Activity →
Filter the entries below down to the lines that hold "Result".

* * * * *

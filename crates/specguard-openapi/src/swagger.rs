//! Swagger UI HTML generation

const SWAGGER_UI_CDN: &str = "https://unpkg.com/swagger-ui-dist@5";

/// Generate the Swagger UI page for a JSON document URL.
///
/// Assets are loaded from the swagger-ui-dist CDN.
pub fn generate_swagger_html(openapi_url: &str, title: &str) -> String {
    format!(
        r#"<!DOCTYPE html>
<html lang="en">
<head>
    <meta charset="UTF-8">
    <meta name="viewport" content="width=device-width, initial-scale=1.0">
    <title>{title}</title>
    <link rel="stylesheet" href="{cdn}/swagger-ui.css">
    <style>
        body {{
            margin: 0;
            padding: 0;
        }}
        .swagger-ui .topbar {{
            display: none;
        }}
    </style>
</head>
<body>
    <div id="swagger-ui"></div>
    <script src="{cdn}/swagger-ui-bundle.js"></script>
    <script src="{cdn}/swagger-ui-standalone-preset.js"></script>
    <script>
        window.onload = function() {{
            SwaggerUIBundle({{
                url: "{url}",
                dom_id: '#swagger-ui',
                deepLinking: true,
                presets: [
                    SwaggerUIBundle.presets.apis,
                    SwaggerUIStandalonePreset
                ],
                layout: "StandaloneLayout"
            }});
        }};
    </script>
</body>
</html>"#,
        title = escape_html(title),
        cdn = SWAGGER_UI_CDN,
        url = openapi_url.replace('"', "%22"),
    )
}

fn escape_html(text: &str) -> String {
    text.replace('&', "&amp;")
        .replace('<', "&lt;")
        .replace('>', "&gt;")
}

#[cfg(test)]
mod tests {
    use super::*;

    #[test]
    fn page_points_at_document() {
        let html = generate_swagger_html("/docs/openapi.json", "Users <API>");
        assert!(html.contains(r#"url: "/docs/openapi.json""#));
        assert!(html.contains("<title>Users &lt;API&gt;</title>"));
        assert!(html.contains("swagger-ui-bundle.js"));
    }
}
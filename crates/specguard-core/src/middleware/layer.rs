//! Middleware chain
//!
//! A [`LayerStack`] wraps a final handler in any number of
//! [`MiddlewareLayer`]s. The same machinery runs app-wide layers and the
//! per-route validation layer.

use crate::request::Request;
use crate::response::Response;
use std::future::Future;
use std::pin::Pin;
use std::sync::Arc;

/// Future returned by middleware and handlers
pub type BoxFuture = Pin<Box<dyn Future<Output = Response> + Send + 'static>>;

/// A boxed next function for middleware chains
pub type BoxedNext = Arc<dyn Fn(Request) -> BoxFuture + Send + Sync>;

/// Trait for middleware applied with `.layer()`
pub trait MiddlewareLayer: Send + Sync + 'static {
    /// Apply this middleware to a request, calling `next` to continue the chain
    fn call(&self, req: Request, next: BoxedNext) -> BoxFuture;

    /// Clone this middleware into a boxed trait object
    fn clone_box(&self) -> Box<dyn MiddlewareLayer>;
}

impl Clone for Box<dyn MiddlewareLayer> {
    fn clone(&self) -> Self {
        self.clone_box()
    }
}

/// A stack of middleware layers
#[derive(Clone, Default)]
pub struct LayerStack {
    layers: Vec<Box<dyn MiddlewareLayer>>,
}

impl LayerStack {
    /// Create a new empty layer stack
    pub fn new() -> Self {
        Self { layers: Vec::new() }
    }

    /// Add a middleware layer to the stack
    ///
    /// Layers are executed in the order they are added (outermost first).
    pub fn push(&mut self, layer: Box<dyn MiddlewareLayer>) {
        self.layers.push(layer);
    }

    /// Add a middleware layer to the beginning of the stack
    pub fn prepend(&mut self, layer: Box<dyn MiddlewareLayer>) {
        self.layers.insert(0, layer);
    }

    pub fn is_empty(&self) -> bool {
        self.layers.is_empty()
    }

    pub fn len(&self) -> usize {
        self.layers.len()
    }

    /// Wrap `handler` in every layer, returning the outermost entry point.
    pub fn wrap(&self, handler: BoxedNext) -> BoxedNext {
        // Build the chain from inside out
        let mut next = handler;

        for layer in self.layers.iter().rev() {
            let layer: Arc<dyn MiddlewareLayer> = Arc::from(layer.clone_box());
            let current_next = next;
            next = Arc::new(move |req: Request| layer.call(req, current_next.clone()));
        }

        next
    }

    /// Execute the middleware stack with a final handler
    pub fn execute(&self, req: Request, handler: BoxedNext) -> BoxFuture {
        if self.layers.is_empty() {
            return handler(req);
        }
        self.wrap(handler)(req)
    }
}

impl std::fmt::Debug for LayerStack {
    fn fmt(&self, f: &mut std::fmt::Formatter<'_>) -> std::fmt::Result {
        f.debug_struct("LayerStack").field("layers", &self.layers.len()).finish()
    }
}

#[cfg(test)]
mod tests {
    use super::*;
    use crate::response::IntoResponse;
    use bytes::Bytes;
    use http::{HeaderValue, StatusCode};
    use std::sync::Mutex;

    #[derive(Clone)]
    struct Recorder {
        name: &'static str,
        seen: Arc<Mutex<Vec<&'static str>>>,
    }

    impl MiddlewareLayer for Recorder {
        fn call(&self, req: Request, next: BoxedNext) -> BoxFuture {
            let name = self.name;
            let seen = self.seen.clone();
            Box::pin(async move {
                seen.lock().unwrap().push(name);
                let mut response = next(req).await;
                response
                    .headers_mut()
                    .append("x-layer", HeaderValue::from_static(name));
                response
            })
        }

        fn clone_box(&self) -> Box<dyn MiddlewareLayer> {
            Box::new(self.clone())
        }
    }

    struct ShortCircuit;

    impl MiddlewareLayer for ShortCircuit {
        fn call(&self, _req: Request, _next: BoxedNext) -> BoxFuture {
            Box::pin(async { StatusCode::FORBIDDEN.into_response() })
        }

        fn clone_box(&self) -> Box<dyn MiddlewareLayer> {
            Box::new(ShortCircuit)
        }
    }

    fn request() -> Request {
        Request::from_http(http::Request::new(Bytes::new()))
    }

    fn ok_handler() -> BoxedNext {
        Arc::new(|_req: Request| Box::pin(async { "ok".into_response() }) as BoxFuture)
    }

    #[tokio::test]
    async fn layers_run_outermost_first() {
        let seen = Arc::new(Mutex::new(Vec::new()));
        let mut stack = LayerStack::new();
        stack.push(Box::new(Recorder { name: "outer", seen: seen.clone() }));
        stack.push(Box::new(Recorder { name: "inner", seen: seen.clone() }));

        let response = stack.execute(request(), ok_handler()).await;

        assert_eq!(response.status(), StatusCode::OK);
        assert_eq!(*seen.lock().unwrap(), vec!["outer", "inner"]);
        let layers: Vec<_> = response.headers().get_all("x-layer").iter().collect();
        assert_eq!(layers, vec!["inner", "outer"]);
    }

    #[tokio::test]
    async fn a_layer_can_answer_without_calling_next() {
        let seen = Arc::new(Mutex::new(Vec::new()));
        let mut stack = LayerStack::new();
        stack.push(Box::new(ShortCircuit));
        stack.push(Box::new(Recorder { name: "never", seen: seen.clone() }));

        let response = stack.execute(request(), ok_handler()).await;

        assert_eq!(response.status(), StatusCode::FORBIDDEN);
        assert!(seen.lock().unwrap().is_empty());
    }

    #[test]
    fn prepend_goes_first() {
        let seen = Arc::new(Mutex::new(Vec::new()));
        let mut stack = LayerStack::new();
        stack.push(Box::new(Recorder { name: "b", seen: seen.clone() }));
        stack.prepend(Box::new(ShortCircuit));
        assert_eq!(stack.len(), 2);
    }
}
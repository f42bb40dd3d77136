//! Building the OpenAPI document from registered routes.

use crate::router::{MethodEntry, RouteInfo, Router};
use http::Method;
use serde_json::json;
use specguard_openapi::{
    create_operation, json_content, DocError, DocRegistry, ErrorBodySchema, ErrorSchema,
    FieldErrorSchema, OpenApiConfig, OpenApiSpec, RequestModel, ResponseSpec, SchemaRef,
    ValidationFailureSchema, VALIDATION_FAILURE,
};
use specguard_validate::OptionsOverride;

const ERROR_SCHEMA: &str = "ErrorSchema";

/// Group for a route registered outside any [`RouteGroup`](crate::RouteGroup):
/// its first literal path segment.
pub(crate) fn default_group(path: &str) -> String {
    path.split('/')
        .find(|segment| !segment.is_empty() && !is_param(segment))
        .unwrap_or("default")
        .to_string()
}

/// Model name for an undescribed route, e.g. `PostUsersId`.
pub(crate) fn default_model_name(method: &Method, path: &str) -> String {
    let mut name = capitalize(&method.as_str().to_ascii_lowercase());
    let words: Vec<&str> = path
        .split(|c: char| !c.is_ascii_alphanumeric())
        .filter(|w| !w.is_empty())
        .collect();

    if words.is_empty() {
        name.push_str("Root");
    }
    for word in words {
        name.push_str(&capitalize(word));
    }
    name
}

fn is_param(segment: &str) -> bool {
    segment.starts_with(':') || segment.starts_with('*') || segment.starts_with('{')
}

fn capitalize(word: &str) -> String {
    let mut chars = word.chars();
    match chars.next() {
        Some(first) => first.to_ascii_uppercase().to_string() + chars.as_str(),
        None => String::new(),
    }
}

fn request_model(route: &RouteInfo, method: &Method, entry: &MethodEntry) -> RequestModel {
    let mut model = entry.docs().request.clone().unwrap_or_default();

    if model.group.is_empty() {
        let group = route.group.clone().unwrap_or_else(|| default_group(&route.path));
        model.description = model.description.or_else(|| Some(group.clone()));
        model.group = group;
    }
    if model.model.is_empty() {
        model.model = default_model_name(method, &route.path);
    }

    match entry.validator() {
        Some(validator) => model.with_schema(validator.schema()),
        None => model,
    }
}

/// Describe every documented route of `router`.
///
/// Validated routes also document the failure response for the options in
/// effect, as resolved against `process`. Every operation's `500` response
/// carries the host error body.
pub(crate) fn build_spec(
    router: &Router,
    config: &OpenApiConfig,
    process: &OptionsOverride,
) -> Result<OpenApiSpec, DocError> {
    let mut registry = DocRegistry::new(config.spec());
    let mut validated = false;

    for route in router.routes() {
        for (method, entry) in route.methods.entries() {
            if entry.docs().excluded {
                continue;
            }

            let request = request_model(route, method, entry);
            let version = route.version.as_deref().or(config.route_version.as_deref());
            let mut doc = create_operation(&request, entry.docs().responses.as_ref(), version);

            doc.operation.responses.insert(
                "500".to_string(),
                ResponseSpec::json_ref("Internal Server Error", ERROR_SCHEMA),
            );

            if let Some(validator) = entry.validator() {
                validated = true;
                let options = validator.resolve_options(process);
                let schema = if options.flatten {
                    SchemaRef::Inline(json!({"type": "array", "items": {"type": "string"}}))
                } else {
                    SchemaRef::component(VALIDATION_FAILURE)
                };
                doc.operation
                    .responses
                    .entry(options.status.to_string())
                    .or_insert_with(|| ResponseSpec {
                        description: options.status_text.clone(),
                        content: Some(json_content(schema)),
                    });
            }

            registry.describe(method.as_str(), &route.path, doc)?;
        }
    }

    let mut spec = registry
        .into_spec()
        .register::<ErrorSchema>()
        .register::<ErrorBodySchema>();
    if validated {
        spec = spec
            .register::<ValidationFailureSchema>()
            .register::<FieldErrorSchema>();
    }
    Ok(spec)
}

#[cfg(test)]
mod tests {
    use super::*;
    use crate::router::{get, post, RouteGroup};
    use specguard_openapi::{ResponseModel, ResponseModels};
    use specguard_validate::schema::{ObjectSchema, Schema};
    use specguard_validate::RequestSchema;

    async fn handler() -> &'static str {
        "ok"
    }

    #[test]
    fn default_names() {
        assert_eq!(default_group("/users/{id}"), "users");
        assert_eq!(default_group("/:tenant/orders"), "orders");
        assert_eq!(default_group("/"), "default");
        assert_eq!(default_model_name(&Method::POST, "/users/{id}"), "PostUsersId");
        assert_eq!(default_model_name(&Method::GET, "/"), "GetRoot");
    }

    #[test]
    fn validated_route_documents_its_schema_and_failure() {
        let schema = RequestSchema::new()
            .body(ObjectSchema::new().key("name", Schema::string().required()))
            .options(OptionsOverride::new().status(422).status_text("Unprocessable Entity"));
        let router = Router::new().route(
            "/users",
            post(handler)
                .validate(schema)
                .unwrap()
                .responses(ResponseModels::new().status(201, ResponseModel::object().property("id", "integer"))),
        );

        let json = build_spec(&router, &OpenApiConfig::default(), &OptionsOverride::new())
            .unwrap()
            .to_json();

        let op = &json["paths"]["/users"]["post"];
        assert_eq!(op["tags"], json!(["users"]));
        assert_eq!(op["description"], "users");
        assert_eq!(
            op["requestBody"]["content"]["application/json"]["schema"]["$ref"],
            "#/components/schemas/PostUsersModel"
        );
        assert_eq!(op["responses"]["422"]["description"], "Unprocessable Entity");
        assert_eq!(
            op["responses"]["422"]["content"]["application/json"]["schema"]["$ref"],
            format!("#/components/schemas/{}", VALIDATION_FAILURE)
        );
        assert_eq!(
            op["responses"]["500"]["content"]["application/json"]["schema"]["$ref"],
            "#/components/schemas/ErrorSchema"
        );
        assert!(json["components"]["schemas"][VALIDATION_FAILURE].is_object());
        assert!(json["components"]["schemas"]["PostUsers201ResponseModel"].is_object());
    }

    #[test]
    fn groups_versions_and_exclusions() {
        let group = RouteGroup::new("accounts")
            .version("v3")
            .route("/accounts", get(handler))
            .route("/internal", get(handler).exclude_from_docs());
        let router = Router::new()
            .group(group)
            .route("/orders/{id}", get(handler).describe(RequestModel::new("Order", "shop")));
        let config = OpenApiConfig::default().route_version("v1");

        let json = build_spec(&router, &config, &OptionsOverride::new()).unwrap().to_json();

        assert_eq!(json["paths"]["/accounts"]["get"]["tags"], json!(["accounts-v3"]));
        assert_eq!(json["paths"]["/orders/{id}"]["get"]["tags"], json!(["shop-v1"]));
        assert!(json["paths"]["/internal"].is_null());
        assert!(json["components"]["schemas"][VALIDATION_FAILURE].is_null());
    }

    #[test]
    fn flattened_failures_document_a_message_list() {
        let schema = RequestSchema::new()
            .query(ObjectSchema::new().key("q", Schema::string()))
            .options(OptionsOverride::new().flatten(true));
        let router = Router::new().route("/search", get(handler).validate(schema).unwrap());

        let json = build_spec(&router, &OpenApiConfig::default(), &OptionsOverride::new())
            .unwrap()
            .to_json();

        let failure = &json["paths"]["/search"]["get"]["responses"]["400"];
        assert_eq!(failure["description"], "Bad Request");
        assert_eq!(failure["content"]["application/json"]["schema"]["type"], "array");
    }
}
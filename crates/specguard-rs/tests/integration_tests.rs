//! End-to-end tests through the public prelude

use serde_json::{json, Value};
use specguard_rs::prelude::*;
use specguard_rs::{TestClient, TestRequest};

#[derive(Debug, Deserialize, Serialize)]
struct Order {
    item: String,
    quantity: u32,
}

async fn place_order(ValidatedJson(order): ValidatedJson<Order>) -> Created<Order> {
    Created(order)
}

fn order_schema() -> RequestSchema {
    RequestSchema::new()
        .headers(ObjectSchema::new().key(
            "x-tenant",
            Schema::string().when("$body.scope", "tenant", Presence::Required),
        ))
        .body(
            ObjectSchema::new()
                .key("item", Schema::string().required().valid(["tea", "coffee"]))
                .key("quantity", Schema::integer().required().min(1.0).max(10.0))
                .key("scope", Schema::string().valid(["public", "tenant"]).default_value("public")),
        )
        .options(
            OptionsOverride::new()
                .context_request(true)
                .allow_unknown(Location::Body, false),
        )
}

fn shop() -> SpecGuard {
    let responses: ResponseModels = serde_json::from_value(json!({
        "201": {"item": "string", "quantity": "integer"}
    }))
    .unwrap();

    SpecGuard::new()
        .route(
            "/orders",
            post(place_order)
                .validate(order_schema())
                .unwrap()
                .describe(RequestModel::new("Order", "orders").description("Place an order"))
                .responses(responses),
        )
        .docs_with_config(
            OpenApiConfig::new("Shop", "3.1.0")
                .description("Coffee shop")
                .route_version("v1"),
        )
}

#[tokio::test]
async fn accepted_order_gets_defaults() {
    let client = TestClient::new(shop());

    let response = client
        .post_json("/orders", &json!({"item": "tea", "quantity": "2"}))
        .await;

    response.assert_status(201);
    response.assert_json(&json!({"item": "tea", "quantity": 2}));
}

#[tokio::test]
async fn context_conditions_see_the_whole_request() {
    let client = TestClient::new(shop());

    let response = client
        .post_json("/orders", &json!({"item": "tea", "quantity": 1, "scope": "tenant"}))
        .await;
    response.assert_status(400);
    let body: Value = response.json().unwrap();
    assert_eq!(body["errors"][0]["location"], "headers");
    assert_eq!(body["errors"][0]["field"], "x-tenant");

    client
        .request(
            TestRequest::post("/orders")
                .header("x-tenant", "acme")
                .json(&json!({"item": "tea", "quantity": 1, "scope": "tenant"})),
        )
        .await
        .assert_status(201);
}

#[tokio::test]
async fn every_problem_is_reported() {
    let client = TestClient::new(shop());

    let response = client
        .post_json("/orders", &json!({"item": "juice", "quantity": 0, "gift": true}))
        .await;

    response.assert_status(400);
    let body: Value = response.json().unwrap();
    let fields: Vec<&str> = body["errors"]
        .as_array()
        .unwrap()
        .iter()
        .map(|e| e["field"].as_str().unwrap())
        .collect();
    assert_eq!(fields, vec!["item", "quantity", "gift"]);
    assert_eq!(body["errors"][2]["types"], json!(["object.unknown"]));
}

#[tokio::test]
async fn document_is_served_at_configured_path() {
    let client = TestClient::new(shop());

    let doc: Value = client.get("/openapi.json").await.json().unwrap();
    assert_eq!(doc["info"]["title"], "Shop");
    assert_eq!(doc["info"]["version"], "3.1.0");

    let op = &doc["paths"]["/orders"]["post"];
    assert_eq!(op["tags"], json!(["orders-v1"]));
    assert_eq!(op["responses"]["201"]["description"], "Created");
    assert_eq!(
        op["responses"]["400"]["content"]["application/json"]["schema"]["$ref"],
        "#/components/schemas/ValidationFailureSchema"
    );
    assert_eq!(
        doc["components"]["schemas"]["OrderModel"]["properties"]["item"]["enum"],
        json!(["tea", "coffee"])
    );
    assert_eq!(op["parameters"][0]["name"], "x-tenant");
    assert_eq!(op["parameters"][0]["required"], false);

    client.get("/docs").await.assert_status(200);
}

#[test]
fn invalid_patterns_fail_at_route_construction() {
    async fn noop() {}

    let schema = RequestSchema::new()
        .query(ObjectSchema::new().key("sku", Schema::string().pattern("[unclosed")));
    let err = get(noop).validate(schema).err().unwrap();
    assert!(matches!(err, ConfigurationError::InvalidPattern { .. }));
}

* * * * *

The answer →
    fn fmt(&self, f: &mut std::fmt::Formatter<'_>) -> std::fmt::Result {
) -> Result<OpenApiSpec, DocError> {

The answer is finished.